Medicare blocks Research into Substance buse


HIPAA is interfering with legitimate research goals


In an eye-catching study last week, Nobel Prize for Economics, for 2015, winner Angus Deaton and his co-author Anne Case found that deaths among middle-aged white men are spiking — and concluded that alcohol and substance abuse are at least partly to blame.

The finding is "shocking," health care historian Paul Starr wrote at the American Prospect. "This midlife mortality reversal had no parallel in any other industrialized society or in other demographic groups in the United States."But here's an even bigger surprise: The federal agency that oversees the nation's largest trove of health data won't let researchers study the problem. 
In an unusual move, the Centers for Medicare and Medicaid Services in 2013 began quietly deleting substance use disorder data from the files they share with researchers. Up until that point, CMS had freely allowed researchers to use the data to track health care procedures related to substance use across millions of patients.

We know substance abuse deaths are rising.

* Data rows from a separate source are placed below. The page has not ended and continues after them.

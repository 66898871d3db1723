use anyhow::{Context, Result};
use clap::{Arg, ArgMatches, Command};

use super::required;
use crate::authority::RateLimitPolicy;

pub const ARG_LOGIN_RATE_LIMIT: &str = "login-rate-limit";
pub const ARG_REFRESH_RATE_LIMIT: &str = "refresh-rate-limit";
pub const ARG_MFA_RATE_LIMIT: &str = "mfa-rate-limit";
pub const ARG_BACKOFF_BASE_MS: &str = "backoff-base-ms";
pub const ARG_BACKOFF_MAX_MS: &str = "backoff-max-ms";
pub const ARG_LOCKOUT_THRESHOLD: &str = "lockout-threshold";
pub const ARG_LOCKOUT_SECONDS: &str = "lockout-seconds";

#[derive(Debug)]
pub struct Options {
    pub login: RateLimitPolicy,
    pub refresh: RateLimitPolicy,
    pub mfa: RateLimitPolicy,
    pub backoff_base_ms: u64,
    pub backoff_max_ms: u64,
    pub lockout_threshold: u32,
    pub lockout_seconds: i64,
}

impl Options {
    /// # Errors
    /// Returns an error if a rate limit is not `burst/window_seconds`.
    pub fn parse(matches: &ArgMatches) -> Result<Self> {
        let policy = |id: &str| -> Result<RateLimitPolicy> {
            let value: String = required(matches, id)?;
            RateLimitPolicy::parse(&value).with_context(|| format!("invalid --{id}"))
        };
        Ok(Self {
            login: policy(ARG_LOGIN_RATE_LIMIT)?,
            refresh: policy(ARG_REFRESH_RATE_LIMIT)?,
            mfa: policy(ARG_MFA_RATE_LIMIT)?,
            backoff_base_ms: required(matches, ARG_BACKOFF_BASE_MS)?,
            backoff_max_ms: required(matches, ARG_BACKOFF_MAX_MS)?,
            lockout_threshold: required(matches, ARG_LOCKOUT_THRESHOLD)?,
            lockout_seconds: required(matches, ARG_LOCKOUT_SECONDS)?,
        })
    }
}

#[must_use]
pub fn with_args(command: Command) -> Command {
    command
        .arg(
            Arg::new(ARG_LOGIN_RATE_LIMIT)
                .long(ARG_LOGIN_RATE_LIMIT)
                .help("Login attempts per key as burst/window_seconds")
                .env("ICS_LOGIN_RATE_LIMIT")
                .default_value("10/60"),
        )
        .arg(
            Arg::new(ARG_REFRESH_RATE_LIMIT)
                .long(ARG_REFRESH_RATE_LIMIT)
                .help("Refresh attempts per key as burst/window_seconds")
                .env("ICS_REFRESH_RATE_LIMIT")
                .default_value("30/60"),
        )
        .arg(
            Arg::new(ARG_MFA_RATE_LIMIT)
                .long(ARG_MFA_RATE_LIMIT)
                .help("MFA code attempts per principal as burst/window_seconds")
                .env("ICS_MFA_RATE_LIMIT")
                .default_value("5/60"),
        )
        .arg(
            Arg::new(ARG_BACKOFF_BASE_MS)
                .long(ARG_BACKOFF_BASE_MS)
                .help("First retry hint after a rate-limit violation, in milliseconds")
                .env("ICS_BACKOFF_BASE_MS")
                .default_value("1000")
                .value_parser(clap::value_parser!(u64)),
        )
        .arg(
            Arg::new(ARG_BACKOFF_MAX_MS)
                .long(ARG_BACKOFF_MAX_MS)
                .help("Cap on the retry hint, in milliseconds")
                .env("ICS_BACKOFF_MAX_MS")
                .default_value("60000")
                .value_parser(clap::value_parser!(u64)),
        )
        .arg(
            Arg::new(ARG_LOCKOUT_THRESHOLD)
                .long(ARG_LOCKOUT_THRESHOLD)
                .help("Consecutive failed logins before an identity is locked")
                .env("ICS_LOCKOUT_THRESHOLD")
                .default_value("5")
                .value_parser(clap::value_parser!(u32)),
        )
        .arg(
            Arg::new(ARG_LOCKOUT_SECONDS)
                .long(ARG_LOCKOUT_SECONDS)
                .help("Lockout duration in seconds")
                .env("ICS_LOCKOUT_SECONDS")
                .default_value("900")
                .value_parser(clap::value_parser!(i64).range(1..=31_536_000)),
        )
}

But Medicare won't let researchers study the problem.


Given our results, and the great interest in what is happening, it is clear that the removal of those data is particularly ill-timed, although I am sure it was done for legitimate reasons," Deaton says. "There is an enormous amount of stigma associated with addiction, and perhaps [CMS officials] were concerned about that. I don't know. But it certainly makes it harder to dig down into a vitally important question of social and health policy."